Scan the entries and copy each line where the word "StreamMutator" is present.

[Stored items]
────
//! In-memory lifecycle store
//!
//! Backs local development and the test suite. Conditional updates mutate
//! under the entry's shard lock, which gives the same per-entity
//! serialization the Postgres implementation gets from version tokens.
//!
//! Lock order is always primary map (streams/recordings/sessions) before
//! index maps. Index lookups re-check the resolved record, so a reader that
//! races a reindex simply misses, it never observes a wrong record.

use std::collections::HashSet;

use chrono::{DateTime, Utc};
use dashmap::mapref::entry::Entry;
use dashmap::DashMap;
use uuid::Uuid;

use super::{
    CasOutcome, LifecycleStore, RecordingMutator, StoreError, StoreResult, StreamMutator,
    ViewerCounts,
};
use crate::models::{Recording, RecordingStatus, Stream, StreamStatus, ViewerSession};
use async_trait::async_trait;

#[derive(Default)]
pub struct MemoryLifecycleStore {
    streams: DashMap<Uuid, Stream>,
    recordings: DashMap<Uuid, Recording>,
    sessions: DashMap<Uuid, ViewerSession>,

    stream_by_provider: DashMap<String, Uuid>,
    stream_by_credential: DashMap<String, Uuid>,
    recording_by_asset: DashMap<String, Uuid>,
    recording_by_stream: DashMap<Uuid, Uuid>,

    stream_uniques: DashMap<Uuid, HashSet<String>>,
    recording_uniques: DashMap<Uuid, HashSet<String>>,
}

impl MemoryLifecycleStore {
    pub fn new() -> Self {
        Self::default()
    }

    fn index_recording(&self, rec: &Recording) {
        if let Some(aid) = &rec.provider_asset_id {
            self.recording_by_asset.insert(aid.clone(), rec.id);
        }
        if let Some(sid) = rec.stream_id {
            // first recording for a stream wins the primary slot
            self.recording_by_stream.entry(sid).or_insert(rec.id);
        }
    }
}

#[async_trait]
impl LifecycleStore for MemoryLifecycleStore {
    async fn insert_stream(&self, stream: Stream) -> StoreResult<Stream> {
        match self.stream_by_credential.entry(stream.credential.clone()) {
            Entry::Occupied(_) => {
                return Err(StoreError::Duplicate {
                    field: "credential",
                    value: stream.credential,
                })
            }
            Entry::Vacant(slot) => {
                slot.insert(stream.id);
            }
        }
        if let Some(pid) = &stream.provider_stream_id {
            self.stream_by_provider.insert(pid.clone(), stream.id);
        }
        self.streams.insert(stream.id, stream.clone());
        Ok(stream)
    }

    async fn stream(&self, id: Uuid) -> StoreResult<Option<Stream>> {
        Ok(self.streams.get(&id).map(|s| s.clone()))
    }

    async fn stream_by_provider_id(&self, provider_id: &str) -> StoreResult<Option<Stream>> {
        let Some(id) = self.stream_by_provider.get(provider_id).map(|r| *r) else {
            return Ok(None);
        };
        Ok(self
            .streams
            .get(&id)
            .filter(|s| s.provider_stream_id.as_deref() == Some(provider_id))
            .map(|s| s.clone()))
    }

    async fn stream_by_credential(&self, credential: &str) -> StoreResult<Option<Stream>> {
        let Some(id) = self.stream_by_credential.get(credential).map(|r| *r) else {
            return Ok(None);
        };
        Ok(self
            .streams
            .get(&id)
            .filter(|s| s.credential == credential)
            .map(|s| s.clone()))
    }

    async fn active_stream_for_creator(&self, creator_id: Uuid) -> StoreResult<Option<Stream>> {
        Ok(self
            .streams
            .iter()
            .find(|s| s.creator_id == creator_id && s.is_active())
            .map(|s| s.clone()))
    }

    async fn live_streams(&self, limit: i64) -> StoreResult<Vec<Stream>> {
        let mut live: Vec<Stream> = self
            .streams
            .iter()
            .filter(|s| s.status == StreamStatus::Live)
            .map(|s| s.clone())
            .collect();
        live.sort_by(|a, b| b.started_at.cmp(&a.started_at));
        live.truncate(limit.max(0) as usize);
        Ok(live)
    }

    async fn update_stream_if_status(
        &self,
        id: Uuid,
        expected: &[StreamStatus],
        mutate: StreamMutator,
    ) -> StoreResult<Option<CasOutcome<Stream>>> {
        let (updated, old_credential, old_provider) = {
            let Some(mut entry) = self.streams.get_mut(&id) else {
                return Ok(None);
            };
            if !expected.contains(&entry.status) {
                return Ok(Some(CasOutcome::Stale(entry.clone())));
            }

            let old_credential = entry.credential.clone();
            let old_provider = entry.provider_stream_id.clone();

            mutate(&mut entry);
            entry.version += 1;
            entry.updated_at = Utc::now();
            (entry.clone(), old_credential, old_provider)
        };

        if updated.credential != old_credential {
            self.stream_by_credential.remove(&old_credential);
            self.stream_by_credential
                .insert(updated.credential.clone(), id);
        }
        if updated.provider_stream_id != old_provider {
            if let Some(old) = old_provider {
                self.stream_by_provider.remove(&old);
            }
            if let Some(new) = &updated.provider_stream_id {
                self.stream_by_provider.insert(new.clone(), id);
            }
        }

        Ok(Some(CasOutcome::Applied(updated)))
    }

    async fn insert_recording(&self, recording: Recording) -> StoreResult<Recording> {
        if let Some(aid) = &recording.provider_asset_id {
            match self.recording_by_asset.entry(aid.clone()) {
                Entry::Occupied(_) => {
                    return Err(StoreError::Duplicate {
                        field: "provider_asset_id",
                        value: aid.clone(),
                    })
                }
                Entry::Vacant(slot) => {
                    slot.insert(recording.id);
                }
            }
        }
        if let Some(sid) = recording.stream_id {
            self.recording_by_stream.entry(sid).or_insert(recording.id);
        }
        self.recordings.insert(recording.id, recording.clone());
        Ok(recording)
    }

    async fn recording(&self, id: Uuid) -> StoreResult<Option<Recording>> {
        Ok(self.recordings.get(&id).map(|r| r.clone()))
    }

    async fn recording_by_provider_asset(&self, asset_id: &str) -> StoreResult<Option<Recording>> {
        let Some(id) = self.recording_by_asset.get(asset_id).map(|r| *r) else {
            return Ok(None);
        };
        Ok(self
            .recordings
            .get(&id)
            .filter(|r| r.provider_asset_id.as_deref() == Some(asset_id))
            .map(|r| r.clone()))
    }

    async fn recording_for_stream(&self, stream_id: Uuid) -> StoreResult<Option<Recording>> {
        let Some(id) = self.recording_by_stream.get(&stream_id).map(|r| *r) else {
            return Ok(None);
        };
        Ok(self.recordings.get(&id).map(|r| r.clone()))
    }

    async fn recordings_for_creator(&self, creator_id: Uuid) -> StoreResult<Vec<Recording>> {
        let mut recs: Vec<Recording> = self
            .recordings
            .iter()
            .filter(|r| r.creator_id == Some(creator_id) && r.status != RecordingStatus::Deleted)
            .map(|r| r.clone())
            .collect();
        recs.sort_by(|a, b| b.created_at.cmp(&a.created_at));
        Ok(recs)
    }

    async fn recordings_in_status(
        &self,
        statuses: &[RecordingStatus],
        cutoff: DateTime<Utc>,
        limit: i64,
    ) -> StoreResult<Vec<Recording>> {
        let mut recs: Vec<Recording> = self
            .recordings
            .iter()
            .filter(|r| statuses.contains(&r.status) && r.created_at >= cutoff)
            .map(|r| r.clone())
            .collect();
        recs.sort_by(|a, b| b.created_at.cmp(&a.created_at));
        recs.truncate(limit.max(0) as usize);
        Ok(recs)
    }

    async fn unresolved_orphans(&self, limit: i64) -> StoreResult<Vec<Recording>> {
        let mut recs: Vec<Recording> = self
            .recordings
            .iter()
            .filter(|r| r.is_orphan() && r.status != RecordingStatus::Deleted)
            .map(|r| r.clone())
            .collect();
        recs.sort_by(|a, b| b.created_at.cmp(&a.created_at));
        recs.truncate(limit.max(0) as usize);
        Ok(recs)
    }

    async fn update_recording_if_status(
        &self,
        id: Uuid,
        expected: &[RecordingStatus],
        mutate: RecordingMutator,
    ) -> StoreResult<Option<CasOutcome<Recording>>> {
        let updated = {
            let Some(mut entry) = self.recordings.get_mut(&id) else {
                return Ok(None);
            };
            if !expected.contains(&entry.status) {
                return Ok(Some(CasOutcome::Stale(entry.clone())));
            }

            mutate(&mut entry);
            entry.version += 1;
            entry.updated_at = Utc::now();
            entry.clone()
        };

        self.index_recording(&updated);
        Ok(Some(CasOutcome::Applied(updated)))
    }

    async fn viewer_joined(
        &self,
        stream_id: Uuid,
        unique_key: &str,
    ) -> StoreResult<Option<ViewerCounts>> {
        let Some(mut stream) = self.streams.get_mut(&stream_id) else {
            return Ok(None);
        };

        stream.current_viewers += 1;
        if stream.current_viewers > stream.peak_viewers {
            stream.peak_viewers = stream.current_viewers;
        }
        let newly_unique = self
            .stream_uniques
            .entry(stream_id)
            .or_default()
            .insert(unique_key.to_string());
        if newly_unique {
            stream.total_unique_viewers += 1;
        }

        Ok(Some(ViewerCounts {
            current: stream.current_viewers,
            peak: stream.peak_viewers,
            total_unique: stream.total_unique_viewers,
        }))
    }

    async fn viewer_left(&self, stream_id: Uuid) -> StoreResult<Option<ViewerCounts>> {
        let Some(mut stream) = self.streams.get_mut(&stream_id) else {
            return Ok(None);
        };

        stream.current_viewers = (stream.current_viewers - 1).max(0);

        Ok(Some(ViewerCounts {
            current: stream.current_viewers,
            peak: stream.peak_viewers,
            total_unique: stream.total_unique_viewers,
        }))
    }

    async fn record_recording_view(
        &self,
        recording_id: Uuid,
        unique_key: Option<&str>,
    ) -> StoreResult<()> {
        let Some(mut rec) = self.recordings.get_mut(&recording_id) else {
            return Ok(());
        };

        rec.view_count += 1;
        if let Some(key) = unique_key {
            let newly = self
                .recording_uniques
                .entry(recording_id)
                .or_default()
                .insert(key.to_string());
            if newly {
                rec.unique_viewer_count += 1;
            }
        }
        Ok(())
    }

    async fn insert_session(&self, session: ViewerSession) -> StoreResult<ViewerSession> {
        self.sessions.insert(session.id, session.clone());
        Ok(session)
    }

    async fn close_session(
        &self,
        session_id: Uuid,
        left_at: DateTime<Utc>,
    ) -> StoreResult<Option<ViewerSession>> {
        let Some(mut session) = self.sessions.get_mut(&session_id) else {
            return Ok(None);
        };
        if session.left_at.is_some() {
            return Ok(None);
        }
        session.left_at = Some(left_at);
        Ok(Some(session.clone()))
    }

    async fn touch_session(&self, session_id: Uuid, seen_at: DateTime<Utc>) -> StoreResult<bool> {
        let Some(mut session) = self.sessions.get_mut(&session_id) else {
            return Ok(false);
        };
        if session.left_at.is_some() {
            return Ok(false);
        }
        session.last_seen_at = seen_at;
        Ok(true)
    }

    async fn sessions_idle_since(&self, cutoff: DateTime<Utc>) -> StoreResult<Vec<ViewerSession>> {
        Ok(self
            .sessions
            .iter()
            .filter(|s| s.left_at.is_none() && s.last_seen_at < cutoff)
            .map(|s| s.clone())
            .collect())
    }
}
────
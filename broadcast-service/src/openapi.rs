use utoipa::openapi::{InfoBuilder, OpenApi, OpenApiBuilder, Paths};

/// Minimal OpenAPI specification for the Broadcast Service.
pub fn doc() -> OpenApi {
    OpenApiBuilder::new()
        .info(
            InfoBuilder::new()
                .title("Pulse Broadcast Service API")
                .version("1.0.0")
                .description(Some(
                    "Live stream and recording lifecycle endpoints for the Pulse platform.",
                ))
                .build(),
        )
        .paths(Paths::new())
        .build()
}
────
▶ _RESULT OF THE TASK_:
    CasOutcome, LifecycleStore, RecordingMutator, StoreError, StoreResult, StreamMutator,
        mutate: StreamMutator,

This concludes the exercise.